Task objective:
For the listing below, output exactly the lines from the line with "filename crates/switchyard-core/src/proxy/common/sse_parser.rs" up to and including the line with "pub struct SseEvent", and no other lines.

Exercise inputs:
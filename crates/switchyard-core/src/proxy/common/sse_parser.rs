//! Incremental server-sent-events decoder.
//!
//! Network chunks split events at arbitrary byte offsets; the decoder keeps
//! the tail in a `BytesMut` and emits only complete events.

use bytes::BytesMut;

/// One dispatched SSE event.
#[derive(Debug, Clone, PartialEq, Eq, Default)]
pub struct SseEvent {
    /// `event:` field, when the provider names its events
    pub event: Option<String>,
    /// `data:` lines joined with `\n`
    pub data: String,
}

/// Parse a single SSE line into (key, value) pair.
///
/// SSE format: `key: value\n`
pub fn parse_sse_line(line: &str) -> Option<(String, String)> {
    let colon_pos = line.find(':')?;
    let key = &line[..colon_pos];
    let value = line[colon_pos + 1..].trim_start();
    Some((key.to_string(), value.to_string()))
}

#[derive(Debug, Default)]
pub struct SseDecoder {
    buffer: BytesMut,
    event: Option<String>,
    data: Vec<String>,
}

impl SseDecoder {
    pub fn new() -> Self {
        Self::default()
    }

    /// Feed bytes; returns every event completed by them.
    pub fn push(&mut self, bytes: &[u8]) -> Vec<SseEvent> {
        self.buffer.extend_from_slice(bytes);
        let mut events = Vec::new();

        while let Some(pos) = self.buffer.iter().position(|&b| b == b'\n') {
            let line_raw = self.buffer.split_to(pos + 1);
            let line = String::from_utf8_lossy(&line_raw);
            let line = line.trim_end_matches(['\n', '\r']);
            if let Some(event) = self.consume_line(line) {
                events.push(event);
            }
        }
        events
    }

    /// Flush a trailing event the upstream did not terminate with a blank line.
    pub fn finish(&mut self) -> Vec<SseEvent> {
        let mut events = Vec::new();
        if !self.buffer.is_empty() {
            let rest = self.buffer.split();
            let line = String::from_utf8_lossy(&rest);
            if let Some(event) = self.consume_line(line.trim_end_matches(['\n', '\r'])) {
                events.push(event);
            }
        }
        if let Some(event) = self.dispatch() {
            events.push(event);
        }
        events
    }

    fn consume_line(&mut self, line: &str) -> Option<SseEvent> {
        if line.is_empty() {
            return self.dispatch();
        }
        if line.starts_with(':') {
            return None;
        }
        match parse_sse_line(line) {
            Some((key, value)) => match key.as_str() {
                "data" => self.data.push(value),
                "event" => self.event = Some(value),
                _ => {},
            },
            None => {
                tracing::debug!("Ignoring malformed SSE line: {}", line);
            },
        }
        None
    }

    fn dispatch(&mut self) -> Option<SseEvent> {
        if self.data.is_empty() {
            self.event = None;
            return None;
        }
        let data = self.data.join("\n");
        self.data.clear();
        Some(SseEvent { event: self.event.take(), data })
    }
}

--

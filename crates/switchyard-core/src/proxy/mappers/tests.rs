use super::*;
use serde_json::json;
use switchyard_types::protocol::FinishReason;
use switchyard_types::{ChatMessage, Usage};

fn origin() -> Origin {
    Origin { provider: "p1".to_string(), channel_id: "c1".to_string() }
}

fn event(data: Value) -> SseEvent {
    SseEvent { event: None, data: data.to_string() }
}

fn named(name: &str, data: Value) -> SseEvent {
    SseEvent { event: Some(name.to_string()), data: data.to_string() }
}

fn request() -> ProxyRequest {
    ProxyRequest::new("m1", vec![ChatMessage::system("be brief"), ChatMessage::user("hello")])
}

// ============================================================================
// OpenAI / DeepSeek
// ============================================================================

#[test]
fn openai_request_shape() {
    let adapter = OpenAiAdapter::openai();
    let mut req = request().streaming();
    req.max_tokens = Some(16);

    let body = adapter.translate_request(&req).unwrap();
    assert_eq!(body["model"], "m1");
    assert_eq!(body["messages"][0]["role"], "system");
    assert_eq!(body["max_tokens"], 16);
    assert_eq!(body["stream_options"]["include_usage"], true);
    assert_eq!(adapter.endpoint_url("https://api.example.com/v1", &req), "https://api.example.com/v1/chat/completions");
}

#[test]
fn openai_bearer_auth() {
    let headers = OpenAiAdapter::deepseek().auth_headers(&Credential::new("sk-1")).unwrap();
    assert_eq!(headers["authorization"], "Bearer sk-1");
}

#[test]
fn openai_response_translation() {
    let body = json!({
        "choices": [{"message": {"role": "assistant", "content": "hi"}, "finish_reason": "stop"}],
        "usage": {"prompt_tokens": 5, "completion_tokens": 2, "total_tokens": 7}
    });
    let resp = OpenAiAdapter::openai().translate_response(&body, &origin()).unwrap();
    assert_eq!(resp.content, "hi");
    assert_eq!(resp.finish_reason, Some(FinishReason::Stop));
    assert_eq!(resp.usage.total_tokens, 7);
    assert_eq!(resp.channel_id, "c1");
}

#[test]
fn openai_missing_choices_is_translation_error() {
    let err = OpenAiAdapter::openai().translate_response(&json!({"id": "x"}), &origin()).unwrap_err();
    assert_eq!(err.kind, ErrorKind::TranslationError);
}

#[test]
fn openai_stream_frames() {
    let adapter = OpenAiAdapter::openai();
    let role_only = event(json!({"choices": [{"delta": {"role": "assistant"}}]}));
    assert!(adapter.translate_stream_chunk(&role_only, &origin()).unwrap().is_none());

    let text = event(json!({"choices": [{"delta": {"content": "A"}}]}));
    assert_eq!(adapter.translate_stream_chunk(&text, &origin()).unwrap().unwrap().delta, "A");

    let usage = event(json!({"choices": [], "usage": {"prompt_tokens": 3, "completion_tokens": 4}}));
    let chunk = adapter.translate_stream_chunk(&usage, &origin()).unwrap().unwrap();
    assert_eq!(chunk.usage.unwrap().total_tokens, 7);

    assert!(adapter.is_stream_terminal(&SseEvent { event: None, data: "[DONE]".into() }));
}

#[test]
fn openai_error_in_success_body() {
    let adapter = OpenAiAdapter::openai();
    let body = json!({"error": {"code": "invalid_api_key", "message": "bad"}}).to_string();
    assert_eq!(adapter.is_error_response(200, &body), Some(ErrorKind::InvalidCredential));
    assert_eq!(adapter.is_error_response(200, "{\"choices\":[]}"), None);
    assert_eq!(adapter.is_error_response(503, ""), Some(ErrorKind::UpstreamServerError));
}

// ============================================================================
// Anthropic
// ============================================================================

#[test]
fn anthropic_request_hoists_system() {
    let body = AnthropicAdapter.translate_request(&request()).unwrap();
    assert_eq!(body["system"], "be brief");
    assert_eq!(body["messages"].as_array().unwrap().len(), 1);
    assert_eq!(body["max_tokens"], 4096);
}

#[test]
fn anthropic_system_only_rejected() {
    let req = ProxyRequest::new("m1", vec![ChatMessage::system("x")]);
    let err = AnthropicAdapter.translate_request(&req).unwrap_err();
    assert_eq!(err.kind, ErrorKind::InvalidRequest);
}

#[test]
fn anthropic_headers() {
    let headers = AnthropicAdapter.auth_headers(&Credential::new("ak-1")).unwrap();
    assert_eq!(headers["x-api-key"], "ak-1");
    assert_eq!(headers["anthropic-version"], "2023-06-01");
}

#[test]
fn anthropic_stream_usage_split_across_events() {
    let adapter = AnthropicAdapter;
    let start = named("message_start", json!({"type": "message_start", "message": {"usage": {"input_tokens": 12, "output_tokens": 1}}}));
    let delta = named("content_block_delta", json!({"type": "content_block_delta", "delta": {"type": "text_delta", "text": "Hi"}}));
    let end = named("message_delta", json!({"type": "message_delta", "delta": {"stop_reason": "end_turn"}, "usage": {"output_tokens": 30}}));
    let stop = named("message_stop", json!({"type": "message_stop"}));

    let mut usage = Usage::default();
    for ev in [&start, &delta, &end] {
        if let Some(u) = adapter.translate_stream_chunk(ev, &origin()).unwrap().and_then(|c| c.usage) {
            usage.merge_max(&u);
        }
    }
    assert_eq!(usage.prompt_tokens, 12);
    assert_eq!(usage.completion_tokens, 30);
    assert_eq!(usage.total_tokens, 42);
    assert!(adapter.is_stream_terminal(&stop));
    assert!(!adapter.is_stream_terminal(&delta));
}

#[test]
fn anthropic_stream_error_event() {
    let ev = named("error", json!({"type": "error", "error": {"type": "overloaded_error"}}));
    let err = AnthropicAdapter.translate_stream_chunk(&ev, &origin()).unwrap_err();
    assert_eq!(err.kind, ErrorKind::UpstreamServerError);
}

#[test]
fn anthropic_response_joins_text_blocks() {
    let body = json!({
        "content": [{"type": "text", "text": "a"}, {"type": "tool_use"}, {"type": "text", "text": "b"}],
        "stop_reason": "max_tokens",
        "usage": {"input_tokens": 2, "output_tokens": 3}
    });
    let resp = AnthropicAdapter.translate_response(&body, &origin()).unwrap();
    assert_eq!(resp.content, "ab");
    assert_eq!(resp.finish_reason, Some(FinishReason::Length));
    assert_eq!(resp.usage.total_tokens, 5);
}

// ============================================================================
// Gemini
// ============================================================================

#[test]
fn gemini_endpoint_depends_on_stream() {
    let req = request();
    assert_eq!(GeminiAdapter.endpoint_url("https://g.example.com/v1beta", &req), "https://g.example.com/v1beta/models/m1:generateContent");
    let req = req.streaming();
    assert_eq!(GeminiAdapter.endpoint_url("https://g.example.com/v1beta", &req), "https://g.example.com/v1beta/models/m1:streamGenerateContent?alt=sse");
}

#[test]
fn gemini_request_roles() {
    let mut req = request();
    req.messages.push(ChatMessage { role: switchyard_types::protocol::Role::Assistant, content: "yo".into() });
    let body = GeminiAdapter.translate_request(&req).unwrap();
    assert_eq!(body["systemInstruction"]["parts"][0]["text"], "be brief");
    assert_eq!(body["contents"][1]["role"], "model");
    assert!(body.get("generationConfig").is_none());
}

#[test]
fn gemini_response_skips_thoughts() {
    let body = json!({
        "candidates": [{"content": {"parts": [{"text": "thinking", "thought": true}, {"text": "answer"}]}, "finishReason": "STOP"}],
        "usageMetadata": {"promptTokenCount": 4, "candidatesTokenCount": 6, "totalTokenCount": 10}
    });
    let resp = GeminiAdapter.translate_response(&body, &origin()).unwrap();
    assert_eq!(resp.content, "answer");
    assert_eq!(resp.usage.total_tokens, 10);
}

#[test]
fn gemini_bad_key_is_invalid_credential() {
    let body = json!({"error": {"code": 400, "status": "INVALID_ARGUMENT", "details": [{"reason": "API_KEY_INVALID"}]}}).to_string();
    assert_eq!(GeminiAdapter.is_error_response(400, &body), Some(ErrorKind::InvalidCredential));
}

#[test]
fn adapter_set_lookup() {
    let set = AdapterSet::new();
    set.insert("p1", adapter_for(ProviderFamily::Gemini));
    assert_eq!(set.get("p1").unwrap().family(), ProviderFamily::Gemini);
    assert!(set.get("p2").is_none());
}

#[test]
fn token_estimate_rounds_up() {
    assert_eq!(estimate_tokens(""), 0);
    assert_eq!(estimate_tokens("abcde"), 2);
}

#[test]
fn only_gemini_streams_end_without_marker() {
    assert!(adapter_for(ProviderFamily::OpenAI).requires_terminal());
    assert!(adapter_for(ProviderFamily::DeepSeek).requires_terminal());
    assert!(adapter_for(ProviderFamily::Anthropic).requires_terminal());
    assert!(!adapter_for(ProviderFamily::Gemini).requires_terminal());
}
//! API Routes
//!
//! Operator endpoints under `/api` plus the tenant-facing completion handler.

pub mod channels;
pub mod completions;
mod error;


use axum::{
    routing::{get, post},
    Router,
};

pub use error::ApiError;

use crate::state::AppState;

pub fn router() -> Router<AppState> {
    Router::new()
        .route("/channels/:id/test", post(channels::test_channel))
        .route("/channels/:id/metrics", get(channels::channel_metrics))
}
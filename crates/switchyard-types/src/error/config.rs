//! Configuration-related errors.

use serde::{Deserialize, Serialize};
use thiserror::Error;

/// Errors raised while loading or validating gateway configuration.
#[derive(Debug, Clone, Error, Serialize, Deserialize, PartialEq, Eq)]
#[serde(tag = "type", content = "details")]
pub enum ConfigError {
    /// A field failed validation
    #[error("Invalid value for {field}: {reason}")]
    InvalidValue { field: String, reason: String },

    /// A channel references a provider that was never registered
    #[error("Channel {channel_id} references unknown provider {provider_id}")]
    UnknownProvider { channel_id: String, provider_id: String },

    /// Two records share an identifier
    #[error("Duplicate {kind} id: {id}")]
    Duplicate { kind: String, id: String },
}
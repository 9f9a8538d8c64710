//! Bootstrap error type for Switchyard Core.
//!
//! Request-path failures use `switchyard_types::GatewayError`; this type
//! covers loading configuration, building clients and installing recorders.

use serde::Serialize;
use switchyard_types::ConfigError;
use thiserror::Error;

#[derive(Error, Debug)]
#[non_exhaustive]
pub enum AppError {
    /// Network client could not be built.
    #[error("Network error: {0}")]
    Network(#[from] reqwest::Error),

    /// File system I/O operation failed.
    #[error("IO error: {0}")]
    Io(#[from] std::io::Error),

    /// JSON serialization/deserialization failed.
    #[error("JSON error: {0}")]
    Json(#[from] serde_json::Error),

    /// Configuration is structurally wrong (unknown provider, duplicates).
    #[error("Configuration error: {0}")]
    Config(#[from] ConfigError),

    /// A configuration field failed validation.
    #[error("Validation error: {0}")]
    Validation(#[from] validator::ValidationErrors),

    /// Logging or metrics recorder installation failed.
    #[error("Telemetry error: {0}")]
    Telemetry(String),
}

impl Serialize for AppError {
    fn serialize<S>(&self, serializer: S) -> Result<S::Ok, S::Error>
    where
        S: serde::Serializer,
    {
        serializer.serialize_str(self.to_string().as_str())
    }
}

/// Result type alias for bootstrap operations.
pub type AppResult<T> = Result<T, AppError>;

---

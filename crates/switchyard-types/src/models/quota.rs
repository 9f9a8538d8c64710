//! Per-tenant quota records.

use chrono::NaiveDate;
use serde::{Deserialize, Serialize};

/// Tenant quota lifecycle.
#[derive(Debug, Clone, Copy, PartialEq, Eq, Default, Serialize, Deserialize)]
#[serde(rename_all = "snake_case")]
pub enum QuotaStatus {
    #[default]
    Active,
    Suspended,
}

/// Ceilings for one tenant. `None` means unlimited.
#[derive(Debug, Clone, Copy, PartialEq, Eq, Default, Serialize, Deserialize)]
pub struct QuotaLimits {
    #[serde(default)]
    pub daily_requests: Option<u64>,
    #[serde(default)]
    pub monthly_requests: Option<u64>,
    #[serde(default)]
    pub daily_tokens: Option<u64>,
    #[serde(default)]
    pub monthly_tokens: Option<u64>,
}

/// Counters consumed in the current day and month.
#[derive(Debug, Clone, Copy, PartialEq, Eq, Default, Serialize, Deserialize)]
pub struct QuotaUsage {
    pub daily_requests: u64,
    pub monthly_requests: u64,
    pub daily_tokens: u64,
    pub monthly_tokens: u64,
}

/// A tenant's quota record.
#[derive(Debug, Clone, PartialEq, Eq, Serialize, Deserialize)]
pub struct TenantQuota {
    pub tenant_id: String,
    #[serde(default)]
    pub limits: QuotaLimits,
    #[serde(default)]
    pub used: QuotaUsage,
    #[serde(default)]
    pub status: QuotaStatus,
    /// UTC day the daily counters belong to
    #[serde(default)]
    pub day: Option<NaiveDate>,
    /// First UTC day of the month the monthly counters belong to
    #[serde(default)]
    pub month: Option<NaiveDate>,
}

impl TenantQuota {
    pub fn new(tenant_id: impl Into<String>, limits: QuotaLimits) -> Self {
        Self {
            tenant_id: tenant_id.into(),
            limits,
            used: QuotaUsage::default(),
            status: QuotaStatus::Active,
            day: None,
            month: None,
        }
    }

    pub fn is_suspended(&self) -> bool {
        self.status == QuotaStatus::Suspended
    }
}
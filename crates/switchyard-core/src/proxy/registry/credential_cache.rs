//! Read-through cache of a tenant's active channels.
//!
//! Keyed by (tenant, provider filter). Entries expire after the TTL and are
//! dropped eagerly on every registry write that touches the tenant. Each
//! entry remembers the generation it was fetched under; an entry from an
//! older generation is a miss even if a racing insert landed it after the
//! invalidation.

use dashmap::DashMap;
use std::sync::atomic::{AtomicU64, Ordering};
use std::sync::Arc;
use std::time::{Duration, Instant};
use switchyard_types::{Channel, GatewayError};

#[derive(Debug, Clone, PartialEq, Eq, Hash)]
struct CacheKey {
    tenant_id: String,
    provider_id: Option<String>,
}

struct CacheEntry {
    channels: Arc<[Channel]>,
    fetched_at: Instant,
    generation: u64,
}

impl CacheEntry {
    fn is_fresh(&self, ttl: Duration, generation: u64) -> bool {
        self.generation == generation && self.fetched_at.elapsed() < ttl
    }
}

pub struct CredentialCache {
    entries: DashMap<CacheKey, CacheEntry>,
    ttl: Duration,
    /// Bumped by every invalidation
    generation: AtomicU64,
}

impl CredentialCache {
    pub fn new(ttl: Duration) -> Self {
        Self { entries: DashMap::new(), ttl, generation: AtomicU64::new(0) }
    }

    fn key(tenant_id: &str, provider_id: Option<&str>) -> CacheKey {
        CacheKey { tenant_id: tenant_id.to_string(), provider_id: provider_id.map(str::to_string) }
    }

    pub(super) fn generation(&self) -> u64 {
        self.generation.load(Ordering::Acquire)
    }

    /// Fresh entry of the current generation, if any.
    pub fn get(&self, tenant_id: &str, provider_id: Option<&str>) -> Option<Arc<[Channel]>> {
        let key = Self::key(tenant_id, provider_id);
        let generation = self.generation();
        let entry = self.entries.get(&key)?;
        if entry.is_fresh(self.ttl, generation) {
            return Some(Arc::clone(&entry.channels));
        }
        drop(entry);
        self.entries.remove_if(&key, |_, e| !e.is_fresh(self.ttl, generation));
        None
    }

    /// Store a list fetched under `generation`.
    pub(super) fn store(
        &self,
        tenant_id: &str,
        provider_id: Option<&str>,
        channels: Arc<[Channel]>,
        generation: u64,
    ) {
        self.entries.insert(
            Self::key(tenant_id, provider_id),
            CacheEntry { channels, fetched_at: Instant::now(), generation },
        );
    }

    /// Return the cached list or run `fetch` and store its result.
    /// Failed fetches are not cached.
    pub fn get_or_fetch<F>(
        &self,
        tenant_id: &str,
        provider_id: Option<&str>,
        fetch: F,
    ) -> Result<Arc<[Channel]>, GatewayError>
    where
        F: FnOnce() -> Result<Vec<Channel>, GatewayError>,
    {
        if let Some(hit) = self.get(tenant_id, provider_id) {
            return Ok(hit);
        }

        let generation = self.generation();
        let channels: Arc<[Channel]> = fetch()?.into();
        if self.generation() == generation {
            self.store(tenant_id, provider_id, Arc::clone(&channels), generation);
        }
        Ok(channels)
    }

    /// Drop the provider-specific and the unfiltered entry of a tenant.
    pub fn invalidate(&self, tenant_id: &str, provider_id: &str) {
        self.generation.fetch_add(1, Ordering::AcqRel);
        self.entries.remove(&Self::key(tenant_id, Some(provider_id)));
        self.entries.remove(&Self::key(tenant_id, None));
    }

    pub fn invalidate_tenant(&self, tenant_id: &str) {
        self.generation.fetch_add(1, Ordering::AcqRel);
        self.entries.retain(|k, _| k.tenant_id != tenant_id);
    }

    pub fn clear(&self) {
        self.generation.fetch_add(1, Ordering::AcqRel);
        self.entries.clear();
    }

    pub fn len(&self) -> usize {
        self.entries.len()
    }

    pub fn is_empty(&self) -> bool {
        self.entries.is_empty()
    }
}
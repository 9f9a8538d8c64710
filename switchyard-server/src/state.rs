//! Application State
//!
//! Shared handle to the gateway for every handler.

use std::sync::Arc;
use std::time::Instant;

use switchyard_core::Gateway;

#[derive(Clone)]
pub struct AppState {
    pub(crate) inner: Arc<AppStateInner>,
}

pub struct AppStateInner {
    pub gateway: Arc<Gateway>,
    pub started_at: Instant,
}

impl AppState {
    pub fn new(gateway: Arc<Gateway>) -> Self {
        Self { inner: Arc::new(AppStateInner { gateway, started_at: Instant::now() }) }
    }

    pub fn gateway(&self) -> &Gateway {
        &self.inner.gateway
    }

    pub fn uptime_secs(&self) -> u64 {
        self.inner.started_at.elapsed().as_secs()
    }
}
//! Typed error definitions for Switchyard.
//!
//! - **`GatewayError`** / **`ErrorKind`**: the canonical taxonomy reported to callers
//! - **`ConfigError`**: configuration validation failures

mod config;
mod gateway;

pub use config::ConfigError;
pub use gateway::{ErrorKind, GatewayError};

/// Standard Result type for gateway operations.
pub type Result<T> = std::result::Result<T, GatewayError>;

Task solution:
filename crates/switchyard-core/src/proxy/common/sse_parser.rs
//! Incremental server-sent-events decoder.
//!
//! Network chunks split events at arbitrary byte offsets; the decoder keeps
//! the tail in a `BytesMut` and emits only complete events.

use bytes::BytesMut;

/// One dispatched SSE event.
#[derive(Debug, Clone, PartialEq, Eq, Default)]
pub struct SseEvent {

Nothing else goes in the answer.